Botany krishna series 2nd semester Only Mcq type questionsBotany krishna series 2nd semester Only Mcq type questions
Botany krishna series 2nd semester Only Mcq type questions
 
SAMASTIPUR CALL GIRL 7857803690 LOW PRICE ESCORT SERVICE
SAMASTIPUR CALL GIRL 7857803690  LOW PRICE  ESCORT SERVICESAMASTIPUR CALL GIRL 7857803690  LOW PRICE  ESCORT SERVICE
SAMASTIPUR CALL GIRL 7857803690 LOW PRICE ESCORT SERVICE
 
COST ESTIMATION FOR A RESEARCH PROJECT.pptx
COST ESTIMATION FOR A RESEARCH PROJECT.pptxCOST ESTIMATION FOR A RESEARCH PROJECT.pptx
COST ESTIMATION FOR A RESEARCH PROJECT.pptx
 
PossibleEoarcheanRecordsoftheGeomagneticFieldPreservedintheIsuaSupracrustalBe...
PossibleEoarcheanRecordsoftheGeomagneticFieldPreservedintheIsuaSupracrustalBe...PossibleEoarcheanRecordsoftheGeomagneticFieldPreservedintheIsuaSupracrustalBe...

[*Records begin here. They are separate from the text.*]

//! Registry tests: names, aliases, prefixes, and conflicts.

use parley_command::{CommandMeta, Engine, HandlerMethod};
use parley_foundation::{ErrorKind, Value};

fn noop(meta: CommandMeta) -> HandlerMethod {
    HandlerMethod::new("method", |_| Ok(Value::Nil)).with_meta(meta)
}

fn snapshot(engine: &Engine) -> (Vec<String>, Vec<String>) {
    let registry = engine.registry();
    let mut aliases: Vec<String> = registry.alias_keys().map(String::from).collect();
    aliases.sort();
    (registry.names().map(String::from).collect(), aliases)
}

#[test]
fn canonical_name_is_self_alias() {
    let engine = Engine::new();
    engine.register(noop(CommandMeta::named("status"))).unwrap();
    let (_, aliases) = snapshot(&engine);
    assert_eq!(aliases, ["status"]);
}

#[test]
fn method_name_used_when_no_name_declared() {
    let engine = Engine::new();
    let descriptor = engine
        .register(HandlerMethod::new("list_users", |_| Ok(Value::Nil)))
        .unwrap();
    assert_eq!(descriptor.name, "list_users");
}

#[test]
fn case_only_difference_is_a_conflict() {
    let engine = Engine::new();
    engine
        .register(noop(CommandMeta::named("Deploy").with_alias("ship")))
        .unwrap();
    let before = snapshot(&engine);

    let err = engine
        .register(noop(CommandMeta::named("deploy").with_alias("push")))
        .unwrap_err();
    assert!(matches!(err.kind, ErrorKind::NameConflict { .. }));
    assert_eq!(snapshot(&engine), before);
}

#[test]
fn alias_colliding_with_existing_name_is_a_conflict() {
    let engine = Engine::new();
    engine.register(noop(CommandMeta::named("deploy"))).unwrap();

    let err = engine
        .register(noop(CommandMeta::named("release").with_alias("DEPLOY")))
        .unwrap_err();
    match err.kind {
        ErrorKind::NameConflict { name, existing } => {
            assert_eq!(name, "DEPLOY");
            assert_eq!(existing, "deploy");
        }
        other => panic!("unexpected error: {other:?}"),
    }
    assert!(engine.is_command_name_available("release"));
}

#[test]
fn prefix_applies_to_aliases() {
    let engine = Engine::new();
    engine
        .register(noop(
            CommandMeta::named("restart").with_prefix("svc:").with_alias("rs"),
        ))
        .unwrap();

    assert_eq!(engine.get_command("SVC:RS").unwrap().name, "svc:restart");
    assert!(engine.get_command("rs").is_none());
    assert!(engine.get_command("restart").is_none());
}

#[test]
fn get_commands_filters_by_exact_prefix() {
    let engine = Engine::new();
    engine
        .register(noop(CommandMeta::named("a").with_prefix("x.")))
        .unwrap();
    engine
        .register(noop(CommandMeta::named("b").with_prefix("x.y.")))
        .unwrap();
    engine.register(noop(CommandMeta::named("c"))).unwrap();

    let names = |prefix: Option<&str>| -> Vec<String> {
        engine
            .get_commands(prefix)
            .iter()
            .map(|d| d.name.clone())
            .collect()
    };
    assert_eq!(names(Some("x.")), ["x.a"]);
    assert_eq!(names(Some("x.y.")), ["x.y.b"]);
    assert_eq!(names(None), ["c", "x.a", "x.y.b"]);
}

#[test]
fn unregister_frees_every_alias() {
    let engine = Engine::new();
    engine
        .register(noop(CommandMeta::named("deploy").with_aliases(["ship", "push"])))
        .unwrap();

    let removed = engine.unregister("Ship").unwrap();
    assert_eq!(removed.name, "deploy");
    for name in ["deploy", "ship", "push"] {
        assert!(engine.is_command_name_available(name));
    }

    let err = engine.unregister("deploy").unwrap_err();
    assert!(matches!(err.kind, ErrorKind::UnknownCommand(_)));
}

#[test]
fn descriptive_fields_are_kept() {
    let engine = Engine::new();
    let descriptor = engine
        .register(noop(
            CommandMeta::named("deploy")
                .with_description("Ship the build")
                .with_author("release team")
                .with_version("2.1"),
        ))
        .unwrap();
    assert_eq!(descriptor.description, "Ship the build");
    assert_eq!(descriptor.author, "release team");
    assert_eq!(descriptor.version, "2.1");
    assert_eq!(descriptor.arity, 0);
}
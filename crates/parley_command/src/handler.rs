//! Handler methods and their declared metadata.
//!
//! A [`HandlerMethod`] is what gets registered: the method's own name, the
//! command metadata it was declared with, one [`ParamSignature`] per
//! parameter, and the callable itself. A [`CommandHandler`] groups several
//! methods together with the converters they rely on.

use std::fmt;
use std::sync::Arc;

use parley_foundation::{HandlerError, Type, Value};

use crate::binder::BoundArgs;
use crate::converter::Converter;

/// The callable behind a command.
pub type HandlerFn = Arc<dyn Fn(&BoundArgs) -> Result<Value, HandlerError> + Send + Sync>;

/// Command metadata declared on a handler method.
///
/// Empty strings mean "not declared".
#[derive(Clone, Debug, Default, PartialEq, Eq)]
pub struct CommandMeta {
    /// Declared command name (defaults to the method name).
    pub name: String,
    /// Prefix prepended to the name and aliases.
    pub prefix: String,
    /// Additional names that resolve to this command.
    pub aliases: Vec<String>,
    /// One-line description.
    pub description: String,
    /// Author of the command.
    pub author: String,
    /// Version string.
    pub version: String,
}

impl CommandMeta {
    /// Creates empty metadata.
    #[must_use]
    pub fn new() -> Self {
        Self::default()
    }

    /// Creates metadata with a declared name.
    #[must_use]
    pub fn named(name: impl Into<String>) -> Self {
        Self {
            name: name.into(),
            ..Self::default()
        }
    }

    /// Sets the prefix.
    #[must_use]
    pub fn with_prefix(mut self, prefix: impl Into<String>) -> Self {
        self.prefix = prefix.into();
        self
    }

    /// Adds an alias.
    #[must_use]
    pub fn with_alias(mut self, alias: impl Into<String>) -> Self {
        self.aliases.push(alias.into());
        self
    }

    /// Adds several aliases.
    #[must_use]
    pub fn with_aliases<I, S>(mut self, aliases: I) -> Self
    where
        I: IntoIterator<Item = S>,
        S: Into<String>,
    {
        self.aliases.extend(aliases.into_iter().map(Into::into));
        self
    }

    /// Sets the description.
    #[must_use]
    pub fn with_description(mut self, description: impl Into<String>) -> Self {
        self.description = description.into();
        self
    }

    /// Sets the author.
    #[must_use]
    pub fn with_author(mut self, author: impl Into<String>) -> Self {
        self.author = author.into();
        self
    }

    /// Sets the version.
    #[must_use]
    pub fn with_version(mut self, version: impl Into<String>) -> Self {
        self.version = version.into();
        self
    }
}

/// Metadata declared on a single parameter.
#[derive(Clone, Debug, PartialEq, Eq)]
pub struct ParamMeta {
    /// Parameter name.
    pub name: String,
    /// The declared "required" flag.
    pub required: bool,
    /// Parameter description.
    pub description: String,
}

impl ParamMeta {
    /// Creates metadata for a required parameter.
    #[must_use]
    pub fn new(name: impl Into<String>) -> Self {
        Self {
            name: name.into(),
            required: true,
            description: String::new(),
        }
    }

    /// Sets the required flag.
    #[must_use]
    pub const fn with_required(mut self, required: bool) -> Self {
        self.required = required;
        self
    }

    /// Sets the description.
    #[must_use]
    pub fn with_description(mut self, description: impl Into<String>) -> Self {
        self.description = description.into();
        self
    }
}

/// A declared parameter: its type and optional metadata.
#[derive(Clone, Debug, PartialEq, Eq)]
pub struct ParamSignature {
    /// The declared type. Variadic parameters are `Type::List(element)`.
    pub value_type: Type,
    /// Metadata, if any was declared.
    pub meta: Option<ParamMeta>,
}

impl ParamSignature {
    /// Creates a parameter without metadata.
    #[must_use]
    pub const fn new(value_type: Type) -> Self {
        Self {
            value_type,
            meta: None,
        }
    }

    /// Attaches metadata.
    #[must_use]
    pub fn with_meta(mut self, meta: ParamMeta) -> Self {
        self.meta = Some(meta);
        self
    }
}

/// A method that can be registered as a command.
#[derive(Clone)]
pub struct HandlerMethod {
    /// The method's own name.
    pub method_name: String,
    /// Declared command metadata.
    pub meta: Option<CommandMeta>,
    /// Declared parameters in order.
    pub params: Vec<ParamSignature>,
    /// Whether the last parameter absorbs all trailing tokens.
    pub variadic: bool,
    /// The callable.
    pub func: HandlerFn,
}

impl HandlerMethod {
    /// Creates a method with no parameters or metadata.
    pub fn new<F>(method_name: impl Into<String>, func: F) -> Self
    where
        F: Fn(&BoundArgs) -> Result<Value, HandlerError> + Send + Sync + 'static,
    {
        Self {
            method_name: method_name.into(),
            meta: None,
            params: Vec::new(),
            variadic: false,
            func: Arc::new(func),
        }
    }

    /// Sets the command metadata.
    #[must_use]
    pub fn with_meta(mut self, meta: CommandMeta) -> Self {
        self.meta = Some(meta);
        self
    }

    /// Appends a parameter with metadata.
    #[must_use]
    pub fn with_param(mut self, value_type: Type, meta: ParamMeta) -> Self {
        self.params
            .push(ParamSignature::new(value_type).with_meta(meta));
        self
    }

    /// Appends a parameter without metadata.
    #[must_use]
    pub fn with_unnamed_param(mut self, value_type: Type) -> Self {
        self.params.push(ParamSignature::new(value_type));
        self
    }

    /// Appends a fully specified parameter.
    #[must_use]
    pub fn with_signature(mut self, signature: ParamSignature) -> Self {
        self.params.push(signature);
        self
    }

    /// Marks the last parameter as variadic.
    #[must_use]
    pub const fn variadic(mut self) -> Self {
        self.variadic = true;
        self
    }
}

impl fmt::Debug for HandlerMethod {
    fn fmt(&self, f: &mut fmt::Formatter<'_>) -> fmt::Result {
        f.debug_struct("HandlerMethod")
            .field("method_name", &self.method_name)
            .field("meta", &self.meta)
            .field("params", &self.params)
            .field("variadic", &self.variadic)
            .finish_non_exhaustive()
    }
}

/// An object that exposes command methods.
pub trait CommandHandler {
    /// Every method this handler registers as a command.
    fn methods(&self) -> Vec<HandlerMethod>;

    /// Converters this handler brings along for its parameter types.
    fn converters(&self) -> Vec<Arc<dyn Converter>> {
        Vec::new()
    }
}
//! Parley CLI entry point.

use std::env;
use std::path::PathBuf;
use std::process::ExitCode;

use parley_runtime::{Shell, ShellConfig};

/// CLI configuration parsed from arguments.
#[derive(Default)]
struct CliConfig {
    config_file: Option<PathBuf>,
    commands: Vec<String>,
    files: Vec<PathBuf>,
    batch_mode: bool,
    show_help: bool,
    show_version: bool,
}

fn main() -> ExitCode {
    let args: Vec<String> = env::args().collect();

    match run(args) {
        Ok(()) => ExitCode::SUCCESS,
        Err(e) => {
            match e
                .downcast_ref::<parley_foundation::Error>()
                .and_then(|err| err.context.as_ref())
            {
                Some(context) => eprintln!("\x1b[31mError: {e}\x1b[0m ({context})"),
                None => eprintln!("\x1b[31mError: {e}\x1b[0m"),
            }
            ExitCode::FAILURE
        }
    }
}

fn parse_args(args: Vec<String>) -> Result<CliConfig, Box<dyn std::error::Error>> {
    let mut config = CliConfig::default();

    let mut args = args.into_iter().skip(1);
    while let Some(arg) = args.next() {
        match arg.as_str() {
            "-h" | "--help" => config.show_help = true,
            "-V" | "--version" => config.show_version = true,
            "-b" | "--batch" => config.batch_mode = true,
            "--config" => {
                let path = args.next().ok_or("--config requires a path")?;
                config.config_file = Some(PathBuf::from(path));
            }
            "-c" | "--command" => {
                let line = args.next().ok_or("-c requires a command line")?;
                config.commands.push(line);
            }
            arg if arg.starts_with('-') => {
                return Err(format!("unknown option: {arg}").into());
            }
            path => config.files.push(PathBuf::from(path)),
        }
    }

    Ok(config)
}

fn run(args: Vec<String>) -> Result<(), Box<dyn std::error::Error>> {
    let cli = parse_args(args)?;

    if cli.show_help {
        print_help();
        return Ok(());
    }

    if cli.show_version {
        println!("parley {}", env!("CARGO_PKG_VERSION"));
        return Ok(());
    }

    let config = match &cli.config_file {
        Some(path) => ShellConfig::load(path)?,
        None => ShellConfig::default(),
    };

    env_logger::Builder::from_env(env_logger::Env::default().default_filter_or(&config.log_filter))
        .init();

    let mut shell = Shell::new(config)?;

    for line in &cli.commands {
        if let Some(value) = shell.execute(line)? {
            if !value.is_nil() {
                println!("{value}");
            }
        }
    }

    for file in &cli.files {
        shell.run_script(file)?;
    }

    // One-shot commands and batch mode never enter the interactive loop.
    if cli.batch_mode || !cli.commands.is_empty() || shell.is_exiting() {
        return Ok(());
    }

    if !cli.files.is_empty() {
        shell = shell.without_banner();
    }

    shell.run()?;
    Ok(())
}

fn print_help() {
    println!(
        "\x1b[1mParley\x1b[0m - Command parsing and dispatch shell

\x1b[1mUSAGE:\x1b[0m
    parley [OPTIONS] [FILES...]

\x1b[1mARGUMENTS:\x1b[0m
    [FILES...]    Scripts to run before starting the shell

\x1b[1mOPTIONS:\x1b[0m
    -h, --help            Print help information
    -V, --version         Print version information
    -b, --batch           Run scripts and exit (no shell)
    -c, --command LINE    Run one command line and exit (repeatable)
    --config PATH         Load shell settings from a TOML file

\x1b[1mENVIRONMENT:\x1b[0m
    RUST_LOG              Log filter (overrides log-filter in the config)

\x1b[1mEXAMPLES:\x1b[0m
    parley                          Start the interactive shell
    parley setup.parley             Run setup.parley, then start the shell
    parley -b nightly.parley        Run nightly.parley and exit
    parley -c 'echo \"hello world\"'  Run one command and exit

\x1b[1mSHELL COMMANDS:\x1b[0m
    help [prefix]        List commands
    describe <command>   Show a command's metadata
    echo [words...]      Print the arguments
    escape <text>        Quote text so it lexes as one token
    exit, quit           Leave the shell (Ctrl+D also works)"
    );
}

PossibleEoarcheanRecordsoftheGeomagneticFieldPreservedintheIsuaSupracrustalBe...
 
Formation of low mass protostars and their circumstellar disks
Formation of low mass protostars and their circumstellar disksFormation of low mass protostars and their circumstellar disks
Formation of low mass protostars and their circumstellar disks
 
Biopesticide (2).pptx .This slides helps to know the different types of biop...
Biopesticide (2).pptx  .This slides helps to know the different types of biop...Biopesticide (2).pptx  .This slides helps to know the different types of biop...
Biopesticide (2).pptx .This slides helps to know the different types of biop...
 
Chemical Tests; flame test, positive and negative ions test Edexcel Internati...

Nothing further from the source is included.